Required Python Packages

  1. pytorch >= 1.6
  2. numpy
  3. scipy
  4. tqdm
  5. easydict == 1.9
  6. PyYAML
  7. PIL
  8. opencv

Data Preparation

Pascal VOC 2012

  1. Augmented Pascal VOC training set by SBD. Download link provided by SegSort.
  2. Ground-truth semantic segmentation masks are reformatted as grayscale images. Download link provided by SegSort.
  3. (Optional) The over-segmentation masks are generated by combining contour detectors with gPb-owt-ucm. We use Structured Edge (SE) as edge detector. You can download SE-owt-ucm masks here and put them under VOC2012/ folder.
  4. Dataset layout:
   $DATAROOT/VOCdevkit/
       |-------- sbd/
       |          |-------- dataset/
       |                       |-------- clsimg/
       |
       |-------- VOC2012/
                  |-------- JPEGImages/
                  |-------- segcls/
                  |-------- rf_0.25_48/

MSCOCO

  1. Images from MSCOCO. Download 2017 Train Images (here).
  2. The over-segmentation masks are generated by combining contour detectors with gPb-owt-ucm. We use Structured Edge (SE) as edge detector. You can download SE-owt-ucm masks here and put them under seginst/rf_0.25_48 folder.
  3. Dataset layout:
   $DATAROOT/MSCOCO/
       |-------- images/
       |            |-------- train2017/
       |
       |-------- seginst/
                    |-------- rf_0.25_48/
                                   |-------- train2017/

Cityscapes

  1. Images from Cityscapes. Download leftImg8bit_trainvaltest.zip.
  2. The over-segmentation masks are generated by combining contour detectors with gPb-owt-ucm. We use Pointwise Mutual Information (PMI) edge detector. You can download PMI-owt-ucm masks here and put them under seginst/ folder.
  3. Ground-truth semantic segmentation masks are reformatted as grayscale images. Download here.
  4. Dataset layout:
   $DATAROOT/Cityscapes/
       |-------- leftImg8bit/
       |              |-------- train/
       |              |-------- val/
       |
       |-------- gtFineId/
       |              |-------- train/
       |              |-------- val/
       |
       |-------- seginst/
                      |-------- pmi_0.05/

Generate Oversegmentations with OWT-UCM Procedure.

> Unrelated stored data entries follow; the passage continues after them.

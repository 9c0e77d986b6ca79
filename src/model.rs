use std::f64::consts::PI;
use std::ops::Range;
use nalgebra::Vector2;
use serde::{Deserialize, Serialize};

/// Double-well potential V(x) = x²/2 · (x²/2 - 1).
#[inline]
pub fn potential(x: f64) -> f64 {
    0.5 * x * x * (0.5 * x * x - 1.0)
}

/// dV/dx. Must stay the exact derivative of `potential`.
#[inline]
pub fn dvdx(x: f64) -> f64 {
    x * x * x - x
}

/// Total mechanical energy of a `(x, ẋ)` state.
#[inline]
pub fn energy(s: Vector2<f64>) -> f64 {
    0.5 * s.y * s.y + potential(s.x)
}

/// Driving amplitude, damping and driving angular frequency.
#[derive(Copy, Clone, Debug, PartialEq, Serialize, Deserialize)]
pub struct DuffingParams {
    pub gamma:  f64,
    pub delta:  f64,
    pub omega:  f64
}

impl DuffingParams {
    pub fn new(gamma: f64, delta: f64, omega: f64) -> DuffingParams {
        DuffingParams {
            gamma:  gamma,
            delta:  delta,
            omega:  omega
        }
    }

    /// One period of the external drive, 2π/ω.
    pub fn period(&self) -> f64 {
        2.0 * PI / self.omega
    }

    /// The state-space vector field, in the `(t, state)` argument order the
    /// integrator calls it with.
    pub fn vector_field(self) -> impl Fn(f64, Vector2<f64>) -> Vector2<f64> {
        move |t, s| derivative(s, t, &self)
    }
}

impl Default for DuffingParams {
    fn default() -> DuffingParams {
        DuffingParams {
            gamma:  0.08,
            delta:  0.02,
            omega:  0.28
        }
    }
}

/// Time derivative of `(x, ẋ)`: restoring force from the potential, linear
/// damping and a cosine drive.
#[inline]
pub fn derivative(s: Vector2<f64>, t: f64, p: &DuffingParams) -> Vector2<f64> {
    Vector2::new(
        s.y,
        -dvdx(s.x) - p.delta * s.y + p.gamma * (p.omega * t).cos()
    )
}

/// `n` evenly spaced samples of V over `range`, both ends included.
pub fn potential_curve(range: Range<f64>, n: usize) -> Vec<(f64, f64)> {
    match n {
        0 => vec![],
        1 => vec![(range.start, potential(range.start))],
        _ => {
            let step = (range.end - range.start) / (n - 1) as f64;
            (0 .. n).map(|i| {
                let x = range.start + i as f64 * step;
                (x, potential(x))
            }).collect()
        }
    }
}

#[test]
fn test_potential_wells() {
    assert_eq!(potential(0.0), 0.0);
    assert_eq!(potential(1.0), -0.25);
    assert_eq!(potential(-1.0), -0.25);
    assert_eq!(dvdx(1.0), 0.0);
    assert_eq!(dvdx(-1.0), 0.0);
    assert_eq!(dvdx(0.0), 0.0);
}

#[test]
fn test_dvdx_matches_potential() {
    let h = 1e-5;
    for i in -30 .. 31 {
        let x = i as f64 * 0.1;
        let numeric = (potential(x + h) - potential(x - h)) / (2.0 * h);
        assert!((numeric - dvdx(x)).abs() < 1e-8, "x = {}", x);
    }
}

#[test]
fn test_derivative_terms() {
    let p = DuffingParams::new(0.5, 0.25, 2.0);
    // at rest in a well only the drive acts
    let d = derivative(Vector2::new(1.0, 0.0), 0.0, &p);
    assert_eq!(d, Vector2::new(0.0, 0.5));

    // half a drive period later the drive has flipped sign
    let d = derivative(Vector2::new(1.0, 0.0), p.period() / 2.0, &p);
    assert!((d.y + 0.5).abs() < 1e-12);

    let d = derivative(Vector2::new(0.0, 2.0), PI / 4.0, &p);
    assert_eq!(d.x, 2.0);
    assert!((d.y + 0.5).abs() < 1e-12);
}

#[test]
fn test_potential_curve() {
    let curve = potential_curve(-1.5 .. 1.5, 100);
    assert_eq!(curve.len(), 100);
    assert_eq!(curve[0].0, -1.5);
    assert!((curve[99].0 - 1.5).abs() < 1e-12);
    assert!(curve.iter().all(|&(x, v)| v == potential(x)));
}
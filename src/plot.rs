use std::ops::{Range, AddAssign};
use image::{Rgba, RgbaImage};
use nalgebra::{Point2, Vector2};
use num::{cast, NumCast};
use crate::canvas::{Canvas, Meta, Data, Initial};
use crate::pen::Pen;

pub enum Item {
    /// polyline through the points; the second argument is the strength to
    /// draw with (line intensity)
    Traced(Vec<Point2<f64>>, f32),

    /// one disc per point, colored by the matching entry
    Scattered(Vec<Point2<f64>>, Vec<Rgba<u8>>)
}

/// How scattered points are painted.
#[derive(Copy, Clone, Debug)]
pub struct Marker {
    pub radius: f32,
    pub alpha:  f32
}

/// A plot in domain coordinates; y grows upwards.
pub struct Figure {
    offset: Vector2<f64>,
    size:   Vector2<f64>,
    items:  Vec<Item>
}

impl Figure {
    pub fn new(x: Range<f64>, y: Range<f64>) -> Figure {
        Figure {
            offset: Vector2::new(x.start, y.start),
            size:   Vector2::new(x.end - x.start, y.end - y.start),
            items:  Vec::new()
        }
    }

    /// A figure spanning `lo .. hi`, widened by `margin` (a fraction of the
    /// span) on every side. Degenerate spans get a unit width.
    pub fn around(lo: Vector2<f64>, hi: Vector2<f64>, margin: f64) -> Figure {
        let pad = |lo: f64, hi: f64| {
            let span = hi - lo;
            if span > 0.0 {
                (lo - margin * span) .. (hi + margin * span)
            } else {
                (lo - 0.5) .. (hi + 0.5)
            }
        };
        Figure::new(pad(lo.x, hi.x), pad(lo.y, hi.y))
    }

    pub fn trace<I>(&mut self, points: I, strength: f32) -> &mut Figure
        where I: IntoIterator<Item=Point2<f64>>
    {
        self.items.push(Item::Traced(points.into_iter().collect(), strength));
        self
    }

    pub fn scatter(&mut self, points: Vec<Point2<f64>>, colors: Vec<Rgba<u8>>) -> &mut Figure {
        self.items.push(Item::Scattered(points, colors));
        self
    }

    /// Domain point to pixel position on a `width` x `height` canvas.
    pub fn to_pixel(&self, p: Point2<f64>, width: usize, height: usize) -> Point2<f32> {
        let rel = (p - Point2::from(self.offset)).component_div(&self.size);
        Point2::new(
            (rel.x * width as f64) as f32,
            ((1.0 - rel.y) * height as f64) as f32
        )
    }

    /** accumulate the traced items on a canvas of the given size **/
    pub fn draw<C>(&self, width: usize, height: usize) -> C where
        C: Canvas, C::Data: Initial, <C::Data as Data>::Item: NumCast + AddAssign
    {
        let mut canvas = C::new(
            C::Meta::new(width, height),
            C::Data::initial(width, height)
        );
        self.draw_on(&mut canvas);
        canvas
    }

    pub fn draw_on<C>(&self, canvas: &mut C)
        where C: Canvas, <C::Data as Data>::Item: NumCast + AddAssign
    {
        canvas.run_mut(|meta, data| {
            let (width, height) = meta.size();
            for item in self.items.iter() {
                if let Item::Traced(ref points, strength) = *item {
                    let mut pen = Pen::new(|x, y, v| {
                        if let (Some(idx), Some(inc)) = (meta.clip(x, y), cast(strength * v)) {
                            *data.get_mut(idx) += inc;
                        }
                    });
                    pen.polyline(points.iter().map(|&p| self.to_pixel(p, width, height)));
                }
            }
        });
    }

    /// Paint every item onto an image: traces as lines in `ink`, scatters as
    /// alpha-blended discs.
    pub fn paint(&self, img: &mut RgbaImage, ink: Rgba<u8>, marker: Marker) {
        let (width, height) = (img.width() as usize, img.height() as usize);
        for item in self.items.iter() {
            match *item {
                Item::Traced(ref points, strength) => {
                    let mut pen = Pen::new(|x, y, v| blend(img, x, y, ink, strength * v));
                    pen.polyline(points.iter().map(|&p| self.to_pixel(p, width, height)));
                },
                Item::Scattered(ref points, ref colors) => {
                    for (&p, &color) in points.iter().zip(colors.iter()) {
                        disc(img, self.to_pixel(p, width, height), marker.radius, color, marker.alpha);
                    }
                }
            }
        }
    }
}

/// Source-over blend of `color` at opacity `alpha` into one pixel.
fn blend(img: &mut RgbaImage, x: isize, y: isize, color: Rgba<u8>, alpha: f32) {
    if x < 0 || y < 0 || x as u32 >= img.width() || y as u32 >= img.height() {
        return;
    }
    let a = alpha.max(0.0).min(1.0);
    let dst = img.get_pixel_mut(x as u32, y as u32);
    for c in 0 .. 3 {
        let v = color.0[c] as f32 * a + dst.0[c] as f32 * (1.0 - a);
        dst.0[c] = v.round() as u8;
    }
    dst.0[3] = 255;
}

/// Filled disc with a one pixel soft edge.
fn disc(img: &mut RgbaImage, center: Point2<f32>, radius: f32, color: Rgba<u8>, alpha: f32) {
    let reach = (radius + 1.0).ceil() as isize;
    let (cx, cy) = (center.x.floor() as isize, center.y.floor() as isize);
    for y in cy - reach ..= cy + reach {
        for x in cx - reach ..= cx + reach {
            // distance from the pixel center
            let d = ((x as f32 + 0.5 - center.x).powi(2) + (y as f32 + 0.5 - center.y).powi(2)).sqrt();
            let coverage = (radius + 0.5 - d).max(0.0).min(1.0);
            if coverage > 0.0 {
                blend(img, x, y, color, alpha * coverage);
            }
        }
    }
}

#[test]
fn test_to_pixel_flips_y() {
    let fig = Figure::new(-1.0 .. 1.0, 0.0 .. 4.0);
    assert_eq!(fig.to_pixel(Point2::new(-1.0, 4.0), 100, 50), Point2::new(0.0, 0.0));
    assert_eq!(fig.to_pixel(Point2::new(0.0, 2.0), 100, 50), Point2::new(50.0, 25.0));
    assert_eq!(fig.to_pixel(Point2::new(1.0, 0.0), 100, 50), Point2::new(100.0, 50.0));
}

#[test]
fn test_around_pads_span() {
    let fig = Figure::around(Vector2::new(0.0, 1.0), Vector2::new(10.0, 1.0), 0.1);
    assert_eq!(fig.offset, Vector2::new(-1.0, 0.5));
    assert_eq!(fig.size, Vector2::new(12.0, 1.0));
}

#[test]
fn test_draw_traces_density() {
    use crate::array::{Array, RowMajor};

    let mut fig = Figure::new(0.0 .. 10.0, 0.0 .. 10.0);
    fig.trace(vec![Point2::new(1.0, 5.0), Point2::new(9.0, 5.0)], 1.0);
    let canvas: Array<Vec<f32>, RowMajor> = fig.draw(10, 10);
    let total: f32 = canvas.data.iter().sum();
    assert!(total > 7.0 && total < 9.0, "total = {}", total);
}

#[test]
fn test_scatter_blends() {
    let mut img = RgbaImage::from_pixel(9, 9, Rgba([255, 255, 255, 255]));
    let mut fig = Figure::new(0.0 .. 9.0, 0.0 .. 9.0);
    fig.scatter(vec![Point2::new(4.5, 4.5)], vec![Rgba([0, 0, 0, 255])]);
    fig.paint(&mut img, Rgba([0, 0, 0, 255]), Marker { radius: 1.0, alpha: 0.5 });
    // half opacity black over white
    assert_eq!(img.get_pixel(4, 4).0, [128, 128, 128, 255]);
    assert_eq!(img.get_pixel(0, 0).0, [255, 255, 255, 255]);
}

See tools/README.md for details.

MSCOCO Trained Models.

We provide the download links for our HSG models trained on MSCOCO and tested on PASCAL VOC. All models are trained in two stage. Larger batchsize (128/192) but smaller image size (224x224) is used in the first stage. Smaller batchsize (48) but larger image size (448x448) is adopted in the second strage. We summarize the performance as follows.

Batch sizeval (VOC)
12842.2
19243.7

Cityscapes Trained Models.

We provide the download links for our HSG models trained and tested on Cityscaeps and tested on PASCAL VOC. We only use finely-annotated images for training and testing (2975 and 500 images). You can download our trained model here, which achieves 32.4% mIoU on Cityscapes.

Bashscripts to Get Started

source bashscripts/coco/train.sh
source bashscripts/cityscapes/train.sh

Citation

If you find this code useful for your research, please consider citing our paper Unsupervised Hierarchical Semantic Segmentation with Multiview Cosegmentation and Clustering Transformers.

@inproceedings{ke2022hsg,
title={Unsupervised Hierarchical Semantic Segmentation with Multiview Cosegmentation and Clustering Transformers},
author={Ke, Tsung-Wei and Hwang, Jyh-Jing and Guo, Yunhui and Wang, Xudong and Yu, Stella X.},
booktitle={Proceedings of the IEEE/CVF Conference on Computer Vision and Pattern Recognition},
pages={},
year={2022}
}

License

HSG is released under the MIT License (refer to the LICENSE file for details).